News // Apr 8, 2021

Mental Health and Family Resilience in the First District

  • Jennifer Crowley Fyke

A new Coast Guard Foundation program in the Coast Guard’s First District intends to transform mental health and family services for members serving in the Northeast.

In the Coast Guard, the Chaplain Service is empowered to deliver mental health resources, in addition to religious counsel and guidance.

The program is managed by the First District Coast Guard Chaplain’s Office led by LCDR Jason Ragain and will deliver critical services to all 71 Coast Guard units throughout the region. An emphasis will be placed on reaching remote duty stations that may have fewer community resources.

Mental health care is a priority for the service as a whole. At his recent State of the Coast Guard Address, Admiral Karl Schultz acknowledged that the past year, in particular, has been challenging for everyone, and the Coast Guard is actively working to provide needed relief to its members.

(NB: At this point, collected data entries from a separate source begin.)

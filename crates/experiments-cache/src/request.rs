use crate::error::{CacheError, CacheResult};
use serde::{Deserialize, Serialize};
use std::path::PathBuf;

/// Request to download a dataset into `output_dir`.
#[derive(Debug, Clone, PartialEq)]
pub struct DatasetRequest {
    pub name: String,
    pub output_dir: PathBuf,
    pub max_samples: Option<u64>,
    pub cache_dir: Option<PathBuf>,
    pub force: bool,
}

impl DatasetRequest {
    #[must_use]
    pub fn new(name: impl Into<String>, output_dir: impl Into<PathBuf>) -> Self {
        Self { name: name.into(), output_dir: output_dir.into(), max_samples: None, cache_dir: None, force: false }
    }

    #[must_use]
    pub fn with_max_samples(mut self, max_samples: Option<u64>) -> Self {
        self.max_samples = max_samples;
        self
    }

    #[must_use]
    pub fn with_cache_dir(mut self, cache_dir: Option<PathBuf>) -> Self {
        self.cache_dir = cache_dir;
        self
    }

    #[must_use]
    pub fn forced(mut self, force: bool) -> Self {
        self.force = force;
        self
    }

    pub fn validate(&self) -> CacheResult<()> {
        if self.name.trim().is_empty() {
            return Err(CacheError::InvalidRequest("dataset name is required".to_string()));
        }
        if self.max_samples == Some(0) {
            return Err(CacheError::InvalidRequest("max_samples must be >= 1".to_string()));
        }
        Ok(())
    }
}

/// Request to download a pre-trained model into `output_dir`.
#[derive(Debug, Clone, PartialEq)]
pub struct ModelRequest {
    pub name: String,
    pub output_dir: PathBuf,
    pub cache_dir: Option<PathBuf>,
    pub force: bool,
}

impl ModelRequest {
    #[must_use]
    pub fn new(name: impl Into<String>, output_dir: impl Into<PathBuf>) -> Self {
        Self { name: name.into(), output_dir: output_dir.into(), cache_dir: None, force: false }
    }

    #[must_use]
    pub fn with_cache_dir(mut self, cache_dir: Option<PathBuf>) -> Self {
        self.cache_dir = cache_dir;
        self
    }

    #[must_use]
    pub fn forced(mut self, force: bool) -> Self {
        self.force = force;
        self
    }

    pub fn validate(&self) -> CacheResult<()> {
        if self.name.trim().is_empty() {
            return Err(CacheError::InvalidRequest("model name is required".to_string()));
        }
        Ok(())
    }
}

/// Request to fine-tune `model_name` on a train/validation pair.
#[derive(Debug, Clone, PartialEq)]
pub struct TrainRequest {
    pub model_name: String,
    pub train_data: PathBuf,
    pub val_data: PathBuf,
    pub output_dir: PathBuf,
    pub params: TrainingParams,
    pub force: bool,
}

impl TrainRequest {
    #[must_use]
    pub fn new(
        model_name: impl Into<String>,
        train_data: impl Into<PathBuf>,
        val_data: impl Into<PathBuf>,
        output_dir: impl Into<PathBuf>,
    ) -> Self {
        Self {
            model_name: model_name.into(),
            train_data: train_data.into(),
            val_data: val_data.into(),
            output_dir: output_dir.into(),
            params: TrainingParams::default(),
            force: false,
        }
    }

    #[must_use]
    pub fn with_params(mut self, params: TrainingParams) -> Self {
        self.params = params;
        self
    }

    #[must_use]
    pub fn forced(mut self, force: bool) -> Self {
        self.force = force;
        self
    }

    pub fn validate(&self) -> CacheResult<()> {
        if self.model_name.trim().is_empty() {
            return Err(CacheError::InvalidRequest("model_name is required".to_string()));
        }
        self.params.validate()
    }
}

/// Every hyperparameter that affects the outcome of a training run.
///
/// All of these feed the train fingerprint; adding a field here changes it.
#[derive(Debug, Clone, PartialEq, Serialize, Deserialize)]
pub struct TrainingParams {
    pub epochs: u32,
    pub batch_size: u32,
    pub learning_rate: f64,
    pub warmup_steps: u32,
    pub save_steps: u32,
    pub logging_steps: u32,
    pub eval_steps: u32,
    pub max_length: u32,
    pub gradient_accumulation_steps: u32,
    pub fp16: bool,
    pub seed: u64,
}

impl Default for TrainingParams {
    fn default() -> Self {
        Self {
            epochs: 3,
            batch_size: 16,
            learning_rate: 2e-5,
            warmup_steps: 100,
            save_steps: 500,
            logging_steps: 50,
            eval_steps: 250,
            max_length: 512,
            gradient_accumulation_steps: 1,
            fp16: false,
            seed: 42,
        }
    }
}

impl TrainingParams {
    pub fn validate(&self) -> CacheResult<()> {
        if self.epochs == 0 {
            return Err(CacheError::InvalidRequest("epochs must be >= 1".to_string()));
        }
        if !self.learning_rate.is_finite() || self.learning_rate <= 0.0 {
            return Err(CacheError::InvalidRequest("learning_rate must be > 0".to_string()));
        }
        if self.batch_size == 0 {
            return Err(CacheError::InvalidRequest("batch_size must be >= 1".to_string()));
        }
        if self.max_length == 0 {
            return Err(CacheError::InvalidRequest("max_length must be >= 1".to_string()));
        }
        if self.gradient_accumulation_steps == 0 {
            return Err(CacheError::InvalidRequest("gradient_accumulation_steps must be >= 1".to_string()));
        }
        Ok(())
    }
}
//! CLI settings loading.

use anyhow::{Context, Result};
use experiments_cache::Settings;
use std::path::Path;

/// Load and merge settings.
///
/// Precedence, highest first:
/// 1. CLI arguments (handled by clap)
/// 2. Explicit `--config` file
/// 3. Local settings file (./.model-experiments.toml)
/// 4. Global settings file (~/.model-experiments/config.toml)
/// 5. Defaults
pub fn load_settings(explicit: Option<&Path>) -> Result<Settings> {
    Settings::discover(explicit).context("Failed to load settings")
}
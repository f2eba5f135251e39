use super::{load_for, ArtifactValidator, MissReason, Verdict};
use crate::fingerprint::ConfigFingerprint;
use crate::layout;
use crate::metadata::{ArtifactKind, ArtifactMetadata};
use crate::request::TrainRequest;
use crate::store::MetadataStore;
use std::path::Path;
use tracing::debug;

#[derive(Debug, Clone)]
pub struct TrainValidator<'a> {
    store: &'a MetadataStore,
}

impl<'a> TrainValidator<'a> {
    #[must_use]
    pub fn new(store: &'a MetadataStore) -> Self {
        Self { store }
    }
}

impl ArtifactValidator for TrainValidator<'_> {
    type Request = TrainRequest;

    fn validate(&self, request: &TrainRequest, dir: &Path) -> Verdict {
        if request.force {
            return Verdict::Miss(MissReason::Forced);
        }

        let metadata = match load_for(self.store, dir, ArtifactKind::Train, &request.model_name) {
            Ok(metadata) => metadata,
            Err(reason) => return Verdict::Miss(reason),
        };
        let ArtifactMetadata::Train(train) = &metadata else {
            return Verdict::Miss(MissReason::NoMetadata);
        };

        if !ConfigFingerprint::compute(request).matches(&train.config_hash) {
            return Verdict::Miss(MissReason::ConfigChanged);
        }

        let dependencies = [
            (&request.train_data, &train.train_data_path, train.train_data_mtime),
            (&request.val_data, &train.val_data_path, train.val_data_mtime),
        ];

        for (requested, stored, _) in &dependencies {
            let requested = layout::absolute_path(requested);
            if requested != **stored || !requested.is_file() {
                return Verdict::Miss(MissReason::MissingDependency(requested));
            }
        }

        for (requested, _, stored_mtime) in &dependencies {
            match layout::modified_nanos(requested) {
                Ok(current) if current == *stored_mtime => {}
                Ok(current) => {
                    debug!(path = %requested.display(), stored = stored_mtime, current, "dependency modified");
                    return Verdict::Miss(MissReason::StaleDependency(requested.to_path_buf()));
                }
                Err(e) => {
                    debug!(path = %requested.display(), error = %e, "dependency mtime unavailable");
                    return Verdict::Miss(MissReason::StaleDependency(requested.to_path_buf()));
                }
            }
        }

        let missing = layout::missing_train_outputs(dir);
        if !missing.is_empty() {
            return Verdict::Miss(MissReason::MissingFiles(missing));
        }

        Verdict::Hit(metadata)
    }
}

#[cfg(test)]
mod tests {
    use super::*;
    use crate::metadata::TrainMetadata;
    use crate::request::TrainingParams;
    use chrono::Utc;
    use std::path::PathBuf;
    use std::time::{Duration, SystemTime};
    use tempfile::TempDir;

    struct Fixture {
        _temp: TempDir,
        store: MetadataStore,
        request: TrainRequest,
    }

    fn fixture(completed: bool) -> Fixture {
        let temp = TempDir::new().unwrap();
        let data = temp.path().join("data");
        let out = temp.path().join("out");
        std::fs::create_dir_all(&data).unwrap();
        std::fs::create_dir_all(&out).unwrap();
        std::fs::write(data.join("train.jsonl"), "{\"text\":\"a\"}\n").unwrap();
        std::fs::write(data.join("val.jsonl"), "{\"text\":\"b\"}\n").unwrap();
        std::fs::write(out.join("config.json"), "{}").unwrap();
        std::fs::write(out.join("model.safetensors"), "w").unwrap();

        let params = TrainingParams { epochs: 1, batch_size: 4, seed: 42, ..TrainingParams::default() };
        let request = TrainRequest::new("m", data.join("train.jsonl"), data.join("val.jsonl"), &out).with_params(params);

        let store = MetadataStore::default();
        let metadata = ArtifactMetadata::Train(TrainMetadata {
            model_name: request.model_name.clone(),
            train_data_path: layout::absolute_path(&request.train_data),
            val_data_path: layout::absolute_path(&request.val_data),
            train_data_mtime: layout::modified_nanos(&request.train_data).unwrap(),
            val_data_mtime: layout::modified_nanos(&request.val_data).unwrap(),
            config_hash: ConfigFingerprint::compute(&request).0,
            completed,
            created_at: Utc::now(),
            training_params: request.params.clone(),
        });
        store.save(&out, &metadata).unwrap();

        Fixture { _temp: temp, store, request }
    }

    fn touch(path: &Path) {
        let file = std::fs::OpenOptions::new().write(true).open(path).unwrap();
        file.set_modified(SystemTime::now() + Duration::from_secs(5)).unwrap();
    }

    #[test]
    fn test_identical_request_is_hit() {
        let f = fixture(true);
        let verdict = TrainValidator::new(&f.store).validate(&f.request, &f.request.output_dir);
        assert!(verdict.is_hit(), "{verdict:?}");
    }

    #[test]
    fn test_incomplete_run_is_miss() {
        let f = fixture(false);
        let verdict = TrainValidator::new(&f.store).validate(&f.request, &f.request.output_dir);
        assert_eq!(verdict, Verdict::Miss(MissReason::Incomplete));
    }

    #[test]
    fn test_any_hyperparameter_change_is_miss() {
        let f = fixture(true);
        let mut changed = f.request.clone();
        changed.params.epochs = 2;

        let verdict = TrainValidator::new(&f.store).validate(&changed, &changed.output_dir);
        assert_eq!(verdict, Verdict::Miss(MissReason::ConfigChanged));
    }

    #[test]
    fn test_touched_train_data_is_stale() {
        let f = fixture(true);
        touch(&f.request.train_data);

        let verdict = TrainValidator::new(&f.store).validate(&f.request, &f.request.output_dir);
        assert_eq!(verdict, Verdict::Miss(MissReason::StaleDependency(f.request.train_data.clone())));
    }

    #[test]
    fn test_touched_val_data_is_stale() {
        let f = fixture(true);
        touch(&f.request.val_data);

        let verdict = TrainValidator::new(&f.store).validate(&f.request, &f.request.output_dir);
        assert_eq!(verdict.miss_reason().map(MissReason::label), Some("stale dependency"));
    }

    #[test]
    fn test_deleted_dependency_is_missing() {
        let f = fixture(true);
        std::fs::remove_file(&f.request.val_data).unwrap();

        let verdict = TrainValidator::new(&f.store).validate(&f.request, &f.request.output_dir);
        assert_eq!(verdict.miss_reason().map(MissReason::label), Some("missing dependency"));
    }

    #[test]
    fn test_other_dependency_path_is_missing() {
        let f = fixture(true);
        let mut moved = f.request.clone();
        moved.val_data = PathBuf::from(&f.request.train_data);

        let verdict = TrainValidator::new(&f.store).validate(&moved, &moved.output_dir);
        assert_eq!(verdict.miss_reason().map(MissReason::label), Some("missing dependency"));
    }

    #[test]
    fn test_missing_outputs_is_miss() {
        let f = fixture(true);
        std::fs::remove_file(f.request.output_dir.join("model.safetensors")).unwrap();

        let verdict = TrainValidator::new(&f.store).validate(&f.request, &f.request.output_dir);
        assert_eq!(verdict, Verdict::Miss(MissReason::MissingFiles(vec!["weights".to_string()])));
    }

    #[test]
    fn test_identity_checked_before_staleness() {
        let f = fixture(true);
        touch(&f.request.train_data);
        let mut other = f.request.clone();
        other.model_name = "other".to_string();

        let verdict = TrainValidator::new(&f.store).validate(&other, &other.output_dir);
        assert_eq!(verdict.miss_reason().map(MissReason::label), Some("identity mismatch"));
    }

    #[test]
    fn test_force_wins_over_valid_entry() {
        let f = fixture(true);
        let forced = f.request.clone().forced(true);
        let verdict = TrainValidator::new(&f.store).validate(&forced, &forced.output_dir);
        assert_eq!(verdict, Verdict::Miss(MissReason::Forced));
    }
}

“Of note, our 75 Auxiliary clergy members more than doubled the number of our own chaplain corps, providing spiritual and mental health support for our members under considerable stress,” said Schultz.

Chaplain corps suicide prevention
In this file photo, Lt. John Monohan, Coast Guard Chaplain, works with members in a suicide prevention training program. U.S. Coast Guard photo by Petty Officer 1st Class Sara Francis.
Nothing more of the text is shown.